Questa è forse la pièce più famosa del "teatro dell'assurdo". A voi attori cosa lasciano questi personaggi così decontestualizzati rispetto al teatro della narrazione?
Gigio Alberti: «Si possono trovare dei punti di riferimento: è un po' come se lui avesse messo i due personaggi sotto vuoto per molto tempo e il distillato che ne esce è l'essenza dell'uomo. In condizioni normali ciò che siamo appare con meno violenza e forza, qui è più prorompente. La loro è un'esperienza che conosciamo tutti: l'attesa di qualcosa che ci cambi la vita».
Questo testo è stato rappresentato per la prima volta nel '53 . i due personaggi Pozzo e Lucky prima erano stati definiti un'allegoria del nazista aguzzino dell'ebreo, successivamente altri hanno suggerito l'idea del capitalista e il proletario legati da un filo sempre più corto e necessari l'uno all'altro. Ci sono altre figure della società o rapporti simbolici che possono essere rappresentati da questi due personaggi? Come mai la critica sembra soffermarsi di più su di loro che non su Estragone e Vladimiro?
G.A.: «Credo che sia perché sono meno facili da interpretare e questo acuisce la voglia di dare loro "un nome e un cognome". La risposta alla domanda "chi sono?" non si chiuderà mai: a seconda del periodo storico in cui il testo viene rappresentato, ognuno ci mette le figure che vuole. I dati concreti che Beckett ti dà nel testo sono che uno era maestro dell'altro e che ora invece è diventato dipendente. L'interpretazione cambia perché sono due personaggi aperti»
Estragone e Vladimiro aspettano qualcuno che non si vede e che non si capisce nemmeno bene chi sia. Godot sembra quasi un entità astratta che fa da pretesto per scrivere una scena lunghissima in cui non succede niente. C'è anche un gioco di parole tra "god = dio" e "dot = punto". In tutto questo immobilismo quasi metafisico, ad un certo punto, si presenta la possibilità del suicidio che però poi non viene compiuto. Sembra che la negazione estrema e l'irreversibilità del suicidio siano considerate inutili rispetto a una realtà che non cambia. Che idea vi siete fatti di questo momento particolare della pièce?

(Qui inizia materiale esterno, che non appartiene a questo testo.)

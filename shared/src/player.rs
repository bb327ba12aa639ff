//! Per-player kinematics, input flags and lifecycle.
//!
//! A player moves exactly one board unit per simulated step along its
//! heading. Holding a key rotates the heading by the configured turn speed
//! each step. The backwards step mirrors the forward one by negating the
//! sign of both the turn and the move, which lets the server rewind a player
//! a few frames when a late input arrives.

use crate::config::BoardConfig;
use rand::Rng;
use serde::{Deserialize, Serialize};
use std::fmt;
use std::str::FromStr;

use crate::protocol::ProtocolError;

/// Name given to players that register without one
pub const DEFAULT_PLAYER_NAME: &str = "Unnamed";

/// Steering keys a client can press
#[derive(Debug, Clone, Copy, PartialEq, Eq)]
pub enum Key {
    Left,
    Right,
}

impl FromStr for Key {
    type Err = ProtocolError;

    fn from_str(s: &str) -> Result<Self, Self::Err> {
        match s {
            "left" => Ok(Key::Left),
            "right" => Ok(Key::Right),
            other => Err(ProtocolError::UnknownKey(other.to_string())),
        }
    }
}

impl fmt::Display for Key {
    fn fmt(&self, f: &mut fmt::Formatter<'_>) -> fmt::Result {
        match self {
            Key::Left => write!(f, "left"),
            Key::Right => write!(f, "right"),
        }
    }
}

/// A key state change reported by a client
#[derive(Debug, Clone, Copy, PartialEq, Eq)]
pub enum KeyInput {
    Down(Key),
    Up(Key),
}

/// Registration payload of a `registerPlayer` message
#[derive(Debug, Clone, PartialEq, Serialize, Deserialize)]
pub struct PlayerInfo {
    #[serde(default = "default_name")]
    pub name: String,
    #[serde(default)]
    pub color: String,
}

fn default_name() -> String {
    DEFAULT_PLAYER_NAME.to_string()
}

/// A registered player.
///
/// Only identity, score and liveness go over the wire; the kinematic state
/// stays on the server.
#[derive(Debug, Clone, Serialize, Deserialize)]
pub struct Player {
    pub id: u32,
    pub score: u32,
    pub color: String,
    pub name: String,
    pub connected: bool,
    pub alive: bool,

    #[serde(skip)]
    pub x: f64,
    #[serde(skip)]
    pub y: f64,
    #[serde(skip)]
    pub movement_angle: f64,
    /// Highest input frame already reconciled for this player
    #[serde(skip)]
    pub latest_game_frame: u32,
    /// Remaining steps of the current trail gap
    #[serde(skip)]
    pub no_trail_frames: u32,
    #[serde(skip)]
    pub left_pressed: bool,
    #[serde(skip)]
    pub right_pressed: bool,
    #[serde(skip)]
    turn_speed: f64,
}

impl Player {
    /// Creates a freshly registered player. Registered players are dead
    /// until the next game starts.
    pub fn new(id: u32, info: PlayerInfo) -> Self {
        let name = if info.name.is_empty() {
            default_name()
        } else {
            info.name
        };

        Self {
            id,
            score: 0,
            color: info.color,
            name,
            connected: true,
            alive: false,
            x: 0.0,
            y: 0.0,
            movement_angle: 0.0,
            latest_game_frame: 0,
            no_trail_frames: 0,
            left_pressed: false,
            right_pressed: false,
            turn_speed: BoardConfig::default().turn_speed,
        }
    }

    /// Revives the player at a random spawn point inside the middle half of
    /// the board, facing right with no keys held.
    pub fn reset<R: Rng + ?Sized>(&mut self, config: &BoardConfig, rng: &mut R) {
        let (min_x, max_x) = spawn_range(config.board_width);
        let (min_y, max_y) = spawn_range(config.board_height);

        self.alive = true;
        self.no_trail_frames = 0;
        self.latest_game_frame = 0;
        self.x = rng.gen_range(min_x..max_x) as f64;
        self.y = rng.gen_range(min_y..max_y) as f64;
        self.movement_angle = 0.0;
        self.left_pressed = false;
        self.right_pressed = false;
        self.turn_speed = config.turn_speed;
    }

    pub fn turn_speed(&self) -> f64 {
        self.turn_speed
    }

    /// Rotates the heading if a key is held. Left wins when both are held.
    pub fn process_turn(&mut self, sign: f64) {
        if self.left_pressed {
            self.movement_angle -= self.turn_speed * sign;
        } else if self.right_pressed {
            self.movement_angle += self.turn_speed * sign;
        }
    }

    /// Moves one unit along the heading.
    pub fn process_move(&mut self, sign: f64) {
        self.x += self.movement_angle.cos() * sign;
        self.y += self.movement_angle.sin() * sign;
    }

    /// Advances the player one simulated step.
    pub fn process_frame(&mut self) {
        self.process_turn(1.0);
        self.process_move(1.0);
    }

    /// Undoes one simulated step.
    ///
    /// This is only an approximate inverse of [`Player::process_frame`] while
    /// turning, since the move uses the already rewound heading.
    pub fn process_frame_backwards(&mut self) {
        self.process_turn(-1.0);
        self.process_move(-1.0);
    }

    /// Applies a key change. Pressing a key releases the opposite one.
    pub fn apply_input(&mut self, input: KeyInput) {
        match input {
            KeyInput::Down(Key::Left) => {
                self.left_pressed = true;
                self.right_pressed = false;
            }
            KeyInput::Down(Key::Right) => {
                self.right_pressed = true;
                self.left_pressed = false;
            }
            KeyInput::Up(Key::Left) => self.left_pressed = false,
            KeyInput::Up(Key::Right) => self.right_pressed = false,
        }
    }

    pub fn in_gap(&self) -> bool {
        self.no_trail_frames > 0
    }

    /// Integer cell the player currently occupies
    pub fn cell_position(&self) -> (i32, i32) {
        (self.x.floor() as i32, self.y.floor() as i32)
    }

    /// Direction of travel on each axis, each in {-1, 0, 1}
    pub fn direction(&self) -> (i32, i32) {
        (
            sign(self.movement_angle.cos()),
            sign(self.movement_angle.sin()),
        )
    }
}

fn spawn_range(extent: u32) -> (u32, u32) {
    let min = extent / 4;
    let max = (extent * 3 / 4).max(min + 1);
    (min, max)
}

fn sign(value: f64) -> i32 {
    if value > 0.0 {
        1
    } else if value < 0.0 {
        -1
    } else {
        0
    }
}

/// Liveness entry of a partial state update
#[derive(Debug, Clone, PartialEq, Eq, Serialize, Deserialize)]
pub struct PlayerStatus {
    pub id: u32,
    pub alive: bool,
}

impl From<&Player> for PlayerStatus {
    fn from(player: &Player) -> Self {
        Self {
            id: player.id,
            alive: player.alive,
        }
    }
}
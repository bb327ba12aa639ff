//! Socket bookkeeping for the network side of the server
//!
//! This module tracks every open WebSocket connection and, once the socket
//! has registered, the player it speaks for. The simulation only ever sees
//! player ids; socket handles and addresses stay here.

use log::info;
use std::collections::HashMap;
use std::net::SocketAddr;
use tokio::sync::mpsc;
use tokio_tungstenite::tungstenite::Message;

/// Outgoing frame queue of one socket
pub type FrameSender = mpsc::UnboundedSender<Message>;

/// An open socket and the player bound to it
#[derive(Debug)]
pub struct Client {
    /// Unique connection identifier assigned by the server
    pub id: u32,
    /// Peer address, for logging
    pub addr: SocketAddr,
    /// Player registered through this socket, if any
    pub player_id: Option<u32>,
    /// Writer task queue for this socket
    pub sender: FrameSender,
}

impl Client {
    /// Creates an unbound client around the writer queue of its socket.
    pub fn new(id: u32, addr: SocketAddr, sender: FrameSender) -> Self {
        Self {
            id,
            addr,
            player_id: None,
            sender,
        }
    }

    /// Queues a text frame. Returns false if the writer task has exited.
    pub fn send_text(&self, text: &str) -> bool {
        self.sender.send(Message::Text(text.to_owned().into())).is_ok()
    }
}

/// Registry of all open sockets
///
/// Connection ids start at 0 and are never reused. A socket can be bound to
/// at most one player and a player to at most one socket.
pub struct ClientManager {
    /// Open sockets indexed by connection id
    clients: HashMap<u32, Client>,
    /// Next available connection id
    next_client_id: u32,
    /// Maximum number of concurrent sockets
    max_clients: usize,
}

impl ClientManager {
    /// Creates an empty registry accepting up to `max_clients` sockets.
    pub fn new(max_clients: usize) -> Self {
        Self {
            clients: HashMap::new(),
            next_client_id: 0,
            max_clients,
        }
    }

    /// Attempts to add a new socket
    ///
    /// Returns Some(connection_id) if successful, None if the server is at capacity.
    pub fn add_client(&mut self, addr: SocketAddr, sender: FrameSender) -> Option<u32> {
        if self.clients.len() >= self.max_clients {
            return None;
        }

        let client_id = self.next_client_id;
        self.next_client_id += 1;

        info!("Client {} connected from {}", client_id, addr);
        self.clients
            .insert(client_id, Client::new(client_id, addr, sender));

        Some(client_id)
    }

    /// Removes a socket and returns the player it was bound to.
    ///
    /// The caller is responsible for telling the simulation that the player
    /// disconnected; the registry only forgets the socket.
    pub fn remove_client(&mut self, client_id: u32) -> Option<u32> {
        let client = self.clients.remove(&client_id)?;
        info!("Client {} ({}) disconnected", client.id, client.addr);
        client.player_id
    }

    /// Binds a registered player to a socket. Returns false if the socket is
    /// unknown or already bound.
    pub fn bind_player(&mut self, client_id: u32, player_id: u32) -> bool {
        match self.clients.get_mut(&client_id) {
            Some(client) if client.player_id.is_none() => {
                client.player_id = Some(player_id);
                true
            }
            _ => false,
        }
    }

    /// Player bound to a socket, or None if it has not registered yet
    pub fn player_for(&self, client_id: u32) -> Option<u32> {
        self.clients.get(&client_id).and_then(|c| c.player_id)
    }

    /// Looks up a socket by connection id.
    pub fn client(&self, client_id: u32) -> Option<&Client> {
        self.clients.get(&client_id)
    }

    /// Looks up the socket a player registered through.
    ///
    /// This is a linear scan; the registry holds at most `max_clients`
    /// entries.
    pub fn client_for_player(&self, player_id: u32) -> Option<&Client> {
        self.clients
            .values()
            .find(|client| client.player_id == Some(player_id))
    }

    /// Queues a text frame on every socket.
    pub fn broadcast_text(&self, text: &str) {
        for client in self.clients.values() {
            client.send_text(text);
        }
    }

    /// Queues a text frame for the socket bound to `player_id`. Returns
    /// false if no such socket is open.
    pub fn send_to_player(&self, player_id: u32, text: &str) -> bool {
        self.client_for_player(player_id)
            .map_or(false, |client| client.send_text(text))
    }

    /// Number of open sockets
    pub fn len(&self) -> usize {
        self.clients.len()
    }

    pub fn is_empty(&self) -> bool {
        self.clients.is_empty()
    }
}

#[cfg(test)]
mod tests {
    use super::*;

    fn test_addr() -> SocketAddr {
        "127.0.0.1:8080".parse().unwrap()
    }

    fn test_addr2() -> SocketAddr {
        "127.0.0.1:8081".parse().unwrap()
    }

    fn sender() -> (FrameSender, mpsc::UnboundedReceiver<Message>) {
        mpsc::unbounded_channel()
    }

    fn text_of(message: Message) -> String {
        match message {
            Message::Text(text) => text.to_string(),
            other => panic!("Unexpected frame {:?}", other),
        }
    }

    #[test]
    fn test_client_manager_creation() {
        let manager = ClientManager::new(5);
        assert_eq!(manager.max_clients, 5);
        assert!(manager.is_empty());
        assert_eq!(manager.len(), 0);
    }

    #[test]
    fn test_add_multiple_clients() {
        let mut manager = ClientManager::new(3);
        let (tx1, _rx1) = sender();
        let (tx2, _rx2) = sender();

        assert_eq!(manager.add_client(test_addr(), tx1), Some(0));
        assert_eq!(manager.add_client(test_addr2(), tx2), Some(1));
        assert_eq!(manager.len(), 2);
    }

    #[test]
    fn test_add_client_max_capacity() {
        let mut manager = ClientManager::new(1);
        let (tx1, _rx1) = sender();
        let (tx2, _rx2) = sender();

        assert!(manager.add_client(test_addr(), tx1).is_some());
        assert!(manager.add_client(test_addr2(), tx2).is_none());
        assert_eq!(manager.len(), 1);
    }

    #[test]
    fn test_ids_are_not_reused() {
        let mut manager = ClientManager::new(2);
        let (tx1, _rx1) = sender();
        let (tx2, _rx2) = sender();

        let first = manager.add_client(test_addr(), tx1).unwrap();
        manager.remove_client(first);
        let second = manager.add_client(test_addr(), tx2).unwrap();
        assert_ne!(first, second);
    }

    #[test]
    fn test_bind_player() {
        let mut manager = ClientManager::new(2);
        let (tx, _rx) = sender();
        let client_id = manager.add_client(test_addr(), tx).unwrap();

        assert_eq!(manager.player_for(client_id), None);
        assert!(manager.bind_player(client_id, 7));
        assert!(!manager.bind_player(client_id, 8));
        assert_eq!(manager.player_for(client_id), Some(7));
        assert_eq!(manager.client_for_player(7).map(|c| c.id), Some(client_id));
        assert!(!manager.bind_player(99, 1));
    }

    #[test]
    fn test_remove_returns_bound_player() {
        let mut manager = ClientManager::new(2);
        let (tx1, _rx1) = sender();
        let (tx2, _rx2) = sender();
        let bound = manager.add_client(test_addr(), tx1).unwrap();
        let unbound = manager.add_client(test_addr2(), tx2).unwrap();
        manager.bind_player(bound, 3);

        assert_eq!(manager.remove_client(bound), Some(3));
        assert_eq!(manager.remove_client(unbound), None);
        assert_eq!(manager.remove_client(unbound), None);
        assert!(manager.is_empty());
    }

    #[test]
    fn test_broadcast_and_targeted_send() {
        let mut manager = ClientManager::new(2);
        let (tx1, mut rx1) = sender();
        let (tx2, mut rx2) = sender();
        let first = manager.add_client(test_addr(), tx1).unwrap();
        manager.add_client(test_addr2(), tx2).unwrap();
        manager.bind_player(first, 0);

        manager.broadcast_text("hello");
        assert_eq!(text_of(rx1.try_recv().unwrap()), "hello");
        assert_eq!(text_of(rx2.try_recv().unwrap()), "hello");

        assert!(manager.send_to_player(0, "only you"));
        assert!(!manager.send_to_player(5, "nobody"));
        assert_eq!(text_of(rx1.try_recv().unwrap()), "only you");
        assert!(rx2.try_recv().is_err());
    }
}
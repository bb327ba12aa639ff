//! Queues connecting the network tasks with the simulation task.
//!
//! Inbound events travel over an unbounded mpsc channel to the simulation.
//! Outbound messages travel over a second unbounded channel to the
//! dispatcher, which is woken through a [`Notify`] signal once the
//! simulation has finished a callback. A message is always sent before the
//! signal is raised, and `Notify` keeps a permit when nobody is waiting, so a
//! wakeup cannot be lost.

use log::debug;
use shared::{ConfigUpdate, GameMessage, KeyInput, Player, PlayerInfo};
use std::sync::Arc;
use tokio::sync::{mpsc, oneshot, Notify};

/// Events sent from the network side to the simulation
#[derive(Debug)]
pub enum Inbound {
    Register {
        info: PlayerInfo,
        reply: oneshot::Sender<Player>,
    },
    UpdateConfig {
        player_id: u32,
        update: ConfigUpdate,
    },
    Input {
        player_id: u32,
        input: KeyInput,
        frame: i64,
    },
    Start,
    Disconnect {
        player_id: u32,
    },
    /// A socket joined and needs the current config and full state
    Welcome {
        client_id: u32,
    },
}

/// Recipient of an outbound message
#[derive(Debug, Clone, Copy, PartialEq, Eq)]
pub enum Target {
    All,
    Player(u32),
    /// A socket by connection id, whether or not it has registered
    Client(u32),
}

#[derive(Debug, Clone, PartialEq)]
pub struct Outbound {
    pub target: Target,
    pub message: GameMessage,
}

/// Simulation end of the outbound queue
///
/// Sending never blocks. If the dispatcher is gone the message is dropped,
/// since there is nobody left to deliver it to.
#[derive(Debug, Clone)]
pub struct Outbox {
    sender: mpsc::UnboundedSender<Outbound>,
    signal: Arc<Notify>,
}

impl Outbox {
    fn push(&self, target: Target, message: GameMessage) {
        if let Err(e) = self.sender.send(Outbound { target, message }) {
            debug!("Outbound queue closed, dropping {:?}", e.0.message.kind);
        }
    }

    pub fn broadcast(&self, message: GameMessage) {
        self.push(Target::All, message);
    }

    pub fn send_to(&self, player_id: u32, message: GameMessage) {
        self.push(Target::Player(player_id), message);
    }

    pub fn send_to_client(&self, client_id: u32, message: GameMessage) {
        self.push(Target::Client(client_id), message);
    }

    /// Wakes the dispatcher, whether or not anything was queued.
    pub fn signal(&self) {
        self.signal.notify_one();
    }
}

/// Dispatcher end of the outbound queue
#[derive(Debug)]
pub struct OutboundQueue {
    receiver: mpsc::UnboundedReceiver<Outbound>,
    signal: Arc<Notify>,
}

impl OutboundQueue {
    /// Waits until the simulation raises the signal.
    pub async fn wait(&self) {
        self.signal.notified().await;
    }

    /// Takes every queued message in FIFO order without waiting.
    pub fn drain(&mut self) -> Vec<Outbound> {
        let mut batch = Vec::new();
        while let Ok(outbound) = self.receiver.try_recv() {
            batch.push(outbound);
        }
        batch
    }
}

/// Handles owned by the network tasks
#[derive(Debug)]
pub struct NetworkSide {
    pub inbound: mpsc::UnboundedSender<Inbound>,
    pub outbound: OutboundQueue,
}

/// Handles owned by the simulation task
#[derive(Debug)]
pub struct SimulationSide {
    pub inbound: mpsc::UnboundedReceiver<Inbound>,
    pub outbox: Outbox,
}

/// Creates a connected pair of relay endpoints.
pub fn channel() -> (NetworkSide, SimulationSide) {
    let (inbound_tx, inbound_rx) = mpsc::unbounded_channel();
    let (outbound_tx, outbound_rx) = mpsc::unbounded_channel();
    let signal = Arc::new(Notify::new());

    (
        NetworkSide {
            inbound: inbound_tx,
            outbound: OutboundQueue {
                receiver: outbound_rx,
                signal: Arc::clone(&signal),
            },
        },
        SimulationSide {
            inbound: inbound_rx,
            outbox: Outbox {
                sender: outbound_tx,
                signal,
            },
        },
    )
}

Mario Sala: «Le loro vite sono arrivate ad essere inutili e prive di senso. L'impressione che si ha leggendo è che per questi due personaggi il suicidio non presenti necessariamente una scelta estrema ma solo una possibilità delle tante di occupare il tempo, visto che c'è un albero. Non lo si percepisce mai con l'assolutezza drammatica di una scelta finale. È un tipo di teatro in cui i significati non sono mai esibiti o sottolineati e le scelte non hanno mai un peso in una direzione o in un'altra».
C'è poi tutta una serie di speculazioni possibili riguardo al tempo e allo spazio così dilatati ma al tempo stesso minimali. Spazio e tempo vengono resi anche nello stile di scrittura: non c'è una narrazione vera e propria. Quali sono i segni che portano avanti l'azione in questa specie di "still frame" teatrale?
M.S.: «L'azione è circolare e credo che questa circolarità sia ciò che meglio esprime il senso della faccenda. Ognuno di noi ci si ritrova: se guardi da vicino le nostre piccole vite, non sono così diverse. Il ripetere ogni giorno, il ritornare sempre sugli stessi pensieri, il crearsi delle aspettative riguardo a qualcosa che forse non arriverà mai. I passaggi che stabiliscono l'azione sono forse proprio questi: la pipì, il male ai piedi, il cappello eccetera, sono dei piccoli "riti" che permettono di compiere il giro e di ritrovarsi all'inizio».